BRP4, BRP3, BRP3cuda32

Steveplanetary

Joined: 23 Jul 11

Posts: 41

Credit: 32319229

RAC: 0

12 Sep 2011 9:03:09 UTC

Topic 195961

(moderation:

)

1) It is my understanding (correct me if I am wrong) that nearly all binary pulsar searches are being performed on new Arecibo data using BRP4, which is a significant improvement over BRP3. Then why (this is a question of a rather new E@H participant) does BOINC Manager indicate the application is BRP3cuda32 (einsteinbinary_BRP4_1.00_windows_intelx86_BRP3cuda32 according to Task Manager)?
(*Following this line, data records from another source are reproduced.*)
// src/main.rs

mod batch_classifier;
mod config;
mod geometry;
mod inference;
mod interface;
mod monitor;
mod persistence;
mod pipeline;
mod preprocessing;
mod recognition;
mod recognizer;
mod reservations;
mod server;
mod smoother;
mod spots;
mod types;
mod video_processor;
mod violation;

use anyhow::{anyhow, Context, Result};
use batch_classifier::BatchClassifier;
use inference::OnnxSpotClassifier;
use monitor::{MonitorOutputs, MonitorSettings, ParkingMonitor, StopReason};
use persistence::{InMemoryReservationStore, ReservationStore};
use pipeline::{FramePublisher, MonitorMetrics, PlateEventLog, SnapshotBroadcaster, SpotStateStore};
use recognition::RecognitionDispatcher;
use recognizer::RemoteRecognizer;
use reservations::{run_persistence_worker, ReservationCache};
use server::AppState;
use std::path::{Path, PathBuf};
use std::sync::atomic::Ordering;
use std::sync::Arc;
use std::time::Duration;
use tracing::{error, info, warn};
use tracing_subscriber::EnvFilter;
use types::Config;
use video_processor::{open_source, OpenCvRenderer};

#[tokio::main]
async fn main() -> Result<()> {
    let config_path = std::env::args()
        .nth(1)
        .unwrap_or_else(|| "config.yaml".to_string());

    let mut config = Config::load_or_default(&config_path)?;
    config.apply_env_overrides();

    let filter = EnvFilter::try_from_default_env()
        .or_else(|_| EnvFilter::try_new(&config.logging.level))
        .unwrap_or_else(|_| EnvFilter::new("parking_monitor=info,ort=warn"));
    tracing_subscriber::fmt().with_env_filter(filter).init();

    info!("🅿️  Parking Monitor Starting");
    config.validate()?;
    info!("✓ Configuration loaded ({})", config_path);
    config.log_summary();

    let layout = Arc::new(spots::load_spots(Path::new(&config.spots.path))?);
    let metrics = MonitorMetrics::new();

    // Reservations
    let ledger = config.reservations.fines_ledger.as_ref().map(PathBuf::from);
    let store: Arc<dyn ReservationStore> = match &config.reservations.seed_file {
        Some(seed) => Arc::new(InMemoryReservationStore::from_seed_file(Path::new(seed), ledger)?),
        None => Arc::new(InMemoryReservationStore::new(ledger)),
    };

    let (persist_tx, persist_rx) = tokio::sync::mpsc::unbounded_channel();
    let reservations = Arc::new(
        ReservationCache::new(config.reservations.fine_amount, Some(persist_tx))
            .with_metrics(metrics.clone()),
    );
    let active = reservations.refresh(store.as_ref()).await;
    info!("✓ {} active reservation(s)", active.len());
    tokio::spawn(run_persistence_worker(
        persist_rx,
        store.clone(),
        reservations.clone(),
    ));

    let outputs = MonitorOutputs {
        store: Arc::new(SpotStateStore::new()),
        broadcaster: Arc::new(
            SnapshotBroadcaster::new(config.server.subscriber_buffer).with_metrics(metrics.clone()),
        ),
        frames: Arc::new(FramePublisher::new()),
        plate_events: Arc::new(PlateEventLog::new(config.recognition.event_buffer)),
        reservations,
        metrics: metrics.clone(),
    };

    // Models
    let classifier = OnnxSpotClassifier::new(&config.model)?;
    let classifier = BatchClassifier::new(Box::new(classifier), config.model.input_size);
    info!("✓ Spot classifier ready");

    let dispatcher = if config.recognition.enabled {
        let recognizer = RemoteRecognizer::new(
            config.recognition.server_url.clone(),
            config.recognition.timeout_secs,
            tokio::runtime::Handle::current(),
        )?;
        RecognitionDispatcher::new(
            Arc::new(recognizer),
            config.recognition.workers,
            layout.spots.len().max(1),
            metrics.clone(),
        )
    } else {
        info!("Plate recognition disabled");
        RecognitionDispatcher::disabled(metrics.clone())
    };

    let mut monitor = ParkingMonitor::new(
        &layout,
        classifier,
        dispatcher,
        Box::new(OpenCvRenderer::new(config.video.jpeg_quality)),
        outputs.clone(),
        MonitorSettings::from_config(&config),
    );
    let stop = monitor.stop_handle();

    // Processing loop on its own thread; the runtime only serves HTTP.
    let (loop_done_tx, loop_done_rx) = tokio::sync::oneshot::channel::<()>();
    let video = config.video.clone();
    let monitor_thread = std::thread::Builder::new()
        .name("monitor".to_string())
        .spawn(move || -> Result<StopReason> {
            let result = open_source(
                &video.source,
                video.open_attempts,
                Duration::from_millis(video.open_retry_delay_ms),
            )
            .map_err(anyhow::Error::from)
            .and_then(|mut source| monitor.run(&mut source).map_err(anyhow::Error::from));
            let _ = loop_done_tx.send(());
            result
        })
        .context("Failed to spawn monitor thread")?;

    let state = Arc::new(AppState {
        outputs,
        layout: layout.clone(),
        store,
        stream_interval: Duration::from_millis(config.server.stream_interval_ms.max(1)),
    });
    let addr = format!("{}:{}", config.server.bind_address, config.server.port);

    let served = server::serve(state, &addr, async move {
        tokio::select! {
            _ = tokio::signal::ctrl_c() => info!("Ctrl-C received, shutting down"),
            _ = loop_done_rx => warn!("Processing loop exited, shutting down server"),
        }
    })
    .await;

    stop.store(true, Ordering::Relaxed);
    let joined = tokio::task::spawn_blocking(move || monitor_thread.join())
        .await
        .context("Failed to join monitor thread")?
        .map_err(|_| anyhow!("Monitor thread panicked"))?;

    let summary = metrics.summary();
    info!(
        "✓ Processed {} frame(s) in {:.1}s ({:.1} FPS), {} plate event(s), {} fine(s)",
        summary.frames_read,
        summary.elapsed_secs,
        summary.fps,
        summary.plate_events,
        summary.fines_scheduled
    );

    match joined {
        Ok(StopReason::Requested) => info!("Monitor stopped cleanly"),
        Ok(StopReason::SourceEnded) => {
            error!("Live source ended, restart required");
            served?;
            return Err(anyhow!("live video source ended"));
        }
        Err(e) => {
            error!("Monitor failed: {:#}", e);
            served?;
            return Err(e);
        }
    }

    served
}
2) It is obvious that the 32 in BRP3cuda32 refers to 32 bits, but what I don't know is if only 32 bits at a time are actually being processed. My computer only gets binary pulsar search WUs for my video card, which has a bandwidth of 128 bits. While processing 32 bits at a time is far better than that which could be done by CPU, my questions are these: Is only 1/4 of my video card being used, and if so could that be increased to 1/1?

Thank you for your forebearance and TIA for taking the time to educate me.

Steve

"Remember, nothing that's good works by itself, just to please you. You have to make the damn thing work." Thomas A. Edison

Richard Haselgrove

Joined: 10 Dec 05

Posts: 2143

Credit: 2992929455

RAC: 708360

BRP4, BRP3, BRP3cuda32

12 Sep 2011 9:29:20 UTC

Message 106641

(moderation:

)

Quote:

1) It is my understanding (correct me if I am wrong) that nearly all binary pulsar searches are being performed on new Arecibo data using BRP4, which is a significant improvement over BRP3. Then why (this is a question of a rather new E@H participant) does BOINC Manager indicate the application is BRP3cuda32 (einsteinbinary_BRP4_1.00_windows_intelx86_BRP3cuda32 according to Task Manager)?

What BOINC is actually showing you with "BRP3cuda32" is something called a 'plan_class' - a set of specifications for how BOINC is going to manage the tasks (what files are needed, what resources are going to be used, etc. etc.). The BOINC developers introduced plan classes as hard-coded sections of the applications running on the server, rather than configuration data: that makes then harder, and riskier, to modify. Bernd has explained on these boards that it was quicker, easier and safer to re-cycle the existing BRP3cuda32 and hook it up to the new app, rather than modify and re-compile source code. The confusion between BRP3 and BRP4 is an unfortunate side-effect - I'm not surprised you were caught out.

Quote:

2) It is obvious that the 32 in BRP3cuda32 refers to 32 bits, but what I don't know is if only 32 bits at a time are actually being processed. My computer only gets binary pulsar search WUs for my video card, which has a bandwidth of 128 bits. While processing 32 bits at a time is far better than that which could be done by CPU, my questions are these: Is only 1/4 of my video card being used, and if so could that be increased to 1/1?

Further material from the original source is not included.